> [WHAT YOU HAVE TO DO]:
The entries below should be transcribed in their entirety, exactly as written.

(DATA IN THIS EXERCISE)

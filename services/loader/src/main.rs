//! Linehaul loader service
//!
//! Consumes load triggers and runs one load cycle per trigger. An empty
//! trigger (from the scheduler) loads today with prior-day draining; a
//! trigger with a `partition` header loads that day and, with
//! `continue_publishing`, re-triggers itself until the day is drained.

use anyhow::{Context, Result};
use linehaul_loader::{Loader, LoaderConfig, LoaderSettings, PgWarehouse};
use linehaul_pipeline::{
    async_trait, ConsumerError, IncomingMessage, LinehaulConsumer, LinehaulProducer, LoadTrigger,
    MessageHandler,
};
use linehaul_storage::{ObjectStore, S3ObjectStore};
use std::sync::Arc;
use tokio::signal;
use tracing::{error, info, instrument, warn};
use tracing_subscriber::{fmt, layer::SubscriberExt, util::SubscriberInitExt, EnvFilter};

struct LoadTriggerHandler {
    loader: Loader,
}

#[async_trait]
impl MessageHandler for LoadTriggerHandler {
    #[instrument(skip(self, message), fields(offset = message.metadata.offset))]
    async fn handle(&self, message: IncomingMessage) -> Result<(), ConsumerError> {
        let trigger = LoadTrigger::from_attributes(message.attributes())
            .map_err(|e| ConsumerError::DeserializationError(e.to_string()))?;

        let report = self
            .loader
            .run(&trigger)
            .await
            .map_err(|e| ConsumerError::ProcessingError(e.to_string()))?;

        for kind in &report.kinds {
            info!(
                kind = %kind.kind,
                day = %kind.day,
                partitions = kind.partitions,
                deleted = kind.deleted,
                datasets = kind.loads.len(),
                "Loaded partitions"
            );
        }

        Ok(())
    }
}

#[tokio::main]
async fn main() -> Result<()> {
    let config = LoaderConfig::load().context("Failed to load configuration")?;

    init_tracing(&config.service.log_level);

    info!(
        service = %config.service.name,
        version = env!("CARGO_PKG_VERSION"),
        datasets = ?config.warehouse.datasets,
        "Starting Linehaul loader service"
    );

    config.validate().context("Invalid configuration")?;

    init_metrics(config.service.metrics_port)?;

    let store: Arc<dyn ObjectStore> = Arc::new(S3ObjectStore::new(&config.s3).await);
    let warehouse = Arc::new(
        PgWarehouse::connect(&config.warehouse, store.clone())
            .await
            .context("Failed to connect to warehouse")?,
    );
    let producer = Arc::new(
        LinehaulProducer::new(config.kafka.clone()).context("Failed to create Kafka producer")?,
    );

    let settings = LoaderSettings::from_config(&config).context("Invalid loader settings")?;
    let loader = Loader::new(store, warehouse, producer.clone(), settings);

    let consumer = LinehaulConsumer::new(&config.kafka)
        .context("Failed to create Kafka consumer")?
        .with_dlq_producer(producer);
    consumer
        .subscribe(&[config.kafka.topics.load_triggers.as_str()])
        .context("Failed to subscribe to load triggers")?;

    let shutdown = consumer.shutdown_handle();
    let handler = Arc::new(LoadTriggerHandler { loader });

    let mut consumer_handle = tokio::spawn(async move { consumer.run(handler).await });

    info!("Loader service started");

    // A consumer that stops on its own (e.g. a failed rewind) takes the
    // service down so it restarts from the last committed offset.
    let consumer_result = tokio::select! {
        _ = shutdown_signal() => {
            info!("Shutting down loader service");
            if shutdown.send(()).is_err() {
                warn!("Consumer already stopped");
            }
            (&mut consumer_handle).await
        }
        result = &mut consumer_handle => result,
    };

    consumer_result
        .context("Consumer task failed")?
        .context("Kafka consumer stopped")?;

    info!("Loader service stopped");

    Ok(())
}

fn init_tracing(log_level: &str) {
    let env_filter =
        EnvFilter::try_from_default_env().unwrap_or_else(|_| EnvFilter::new(log_level));

    tracing_subscriber::registry()
        .with(env_filter)
        .with(fmt::layer().json())
        .init();
}

fn init_metrics(port: u16) -> Result<()> {
    metrics_exporter_prometheus::PrometheusBuilder::new()
        .with_http_listener(([0, 0, 0, 0], port))
        .install()
        .context("Failed to install Prometheus metrics exporter")?;

    info!(port, "Prometheus metrics exporter started");

    Ok(())
}

/// Wait for SIGINT or SIGTERM
async fn shutdown_signal() {
    let ctrl_c = async {
        if let Err(e) = signal::ctrl_c().await {
            error!(error = %e, "Failed to listen for Ctrl+C");
            std::future::pending::<()>().await;
        }
    };

    #[cfg(unix)]
    let terminate = async {
        match signal::unix::signal(signal::unix::SignalKind::terminate()) {
            Ok(mut sigterm) => {
                sigterm.recv().await;
            }
            Err(e) => {
                error!(error = %e, "Failed to install SIGTERM handler");
                std::future::pending::<()>().await;
            }
        }
    };

    #[cfg(not(unix))]
    let terminate = std::future::pending::<()>();

    tokio::select! {
        _ = ctrl_c => {
            info!("Received Ctrl+C signal");
        }
        _ = terminate => {
            info!("Received SIGTERM signal");
        }
    }
}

(End DATA IN THIS EXERCISE)

> [ANSWER SECTION]:
filename services/loader/src/main.rs
//! Linehaul loader service
//!
//! Consumes load triggers and runs one load cycle per trigger. An empty
//! trigger (from the scheduler) loads today with prior-day draining; a
//! trigger with a `partition` header loads that day and, with
//! `continue_publishing`, re-triggers itself until the day is drained.

use anyhow::{Context, Result};
use linehaul_loader::{Loader, LoaderConfig, LoaderSettings, PgWarehouse};
use linehaul_pipeline::{
    async_trait, ConsumerError, IncomingMessage, LinehaulConsumer, LinehaulProducer, LoadTrigger,
    MessageHandler,
};
use linehaul_storage::{ObjectStore, S3ObjectStore};
use std::sync::Arc;
use tokio::signal;
use tracing::{error, info, instrument, warn};
use tracing_subscriber::{fmt, layer::SubscriberExt, util::SubscriberInitExt, EnvFilter};

struct LoadTriggerHandler {
    loader: Loader,
}

#[async_trait]
impl MessageHandler for LoadTriggerHandler {
    #[instrument(skip(self, message), fields(offset = message.metadata.offset))]
    async fn handle(&self, message: IncomingMessage) -> Result<(), ConsumerError> {
        let trigger = LoadTrigger::from_attributes(message.attributes())
            .map_err(|e| ConsumerError::DeserializationError(e.to_string()))?;

        let report = self
            .loader
            .run(&trigger)
            .await
            .map_err(|e| ConsumerError::ProcessingError(e.to_string()))?;

        for kind in &report.kinds {
            info!(
                kind = %kind.kind,
                day = %kind.day,
                partitions = kind.partitions,
                deleted = kind.deleted,
                datasets = kind.loads.len(),
                "Loaded partitions"
            );
        }

        Ok(())
    }
}

#[tokio::main]
async fn main() -> Result<()> {
    let config = LoaderConfig::load().context("Failed to load configuration")?;

    init_tracing(&config.service.log_level);

    info!(
        service = %config.service.name,
        version = env!("CARGO_PKG_VERSION"),
        datasets = ?config.warehouse.datasets,
        "Starting Linehaul loader service"
    );

    config.validate().context("Invalid configuration")?;

    init_metrics(config.service.metrics_port)?;

    let store: Arc<dyn ObjectStore> = Arc::new(S3ObjectStore::new(&config.s3).await);
    let warehouse = Arc::new(
        PgWarehouse::connect(&config.warehouse, store.clone())
            .await
            .context("Failed to connect to warehouse")?,
    );
    let producer = Arc::new(
        LinehaulProducer::new(config.kafka.clone()).context("Failed to create Kafka producer")?,
    );

    let settings = LoaderSettings::from_config(&config).context("Invalid loader settings")?;
    let loader = Loader::new(store, warehouse, producer.clone(), settings);

    let consumer = LinehaulConsumer::new(&config.kafka)
        .context("Failed to create Kafka consumer")?
        .with_dlq_producer(producer);
    consumer
        .subscribe(&[config.kafka.topics.load_triggers.as_str()])
        .context("Failed to subscribe to load triggers")?;

    let shutdown = consumer.shutdown_handle();
    let handler = Arc::new(LoadTriggerHandler { loader });

    let mut consumer_handle = tokio::spawn(async move { consumer.run(handler).await });

    info!("Loader service started");

    // A consumer that stops on its own (e.g. a failed rewind) takes the
    // service down so it restarts from the last committed offset.
    let consumer_result = tokio::select! {
        _ = shutdown_signal() => {
            info!("Shutting down loader service");
            if shutdown.send(()).is_err() {
                warn!("Consumer already stopped");
            }
            (&mut consumer_handle).await
        }
        result = &mut consumer_handle => result,
    };

    consumer_result
        .context("Consumer task failed")?
        .context("Kafka consumer stopped")?;

    info!("Loader service stopped");

    Ok(())
}

fn init_tracing(log_level: &str) {
    let env_filter =
        EnvFilter::try_from_default_env().unwrap_or_else(|_| EnvFilter::new(log_level));

    tracing_subscriber::registry()
        .with(env_filter)
        .with(fmt::layer().json())
        .init();
}

fn init_metrics(port: u16) -> Result<()> {
    metrics_exporter_prometheus::PrometheusBuilder::new()
        .with_http_listener(([0, 0, 0, 0], port))
        .install()
        .context("Failed to install Prometheus metrics exporter")?;

    info!(port, "Prometheus metrics exporter started");

    Ok(())
}

/// Wait for SIGINT or SIGTERM
async fn shutdown_signal() {
    let ctrl_c = async {
        if let Err(e) = signal::ctrl_c().await {
            error!(error = %e, "Failed to listen for Ctrl+C");
            std::future::pending::<()>().await;
        }
    };

    #[cfg(unix)]
    let terminate = async {
        match signal::unix::signal(signal::unix::SignalKind::terminate()) {
            Ok(mut sigterm) => {
                sigterm.recv().await;
            }
            Err(e) => {
                error!(error = %e, "Failed to install SIGTERM handler");
                std::future::pending::<()>().await;
            }
        }
    };

    #[cfg(not(unix))]
    let terminate = std::future::pending::<()>();

    tokio::select! {
        _ = ctrl_c => {
            info!("Received Ctrl+C signal");
        }
        _ = terminate => {
            info!("Received SIGTERM signal");
        }
    }
}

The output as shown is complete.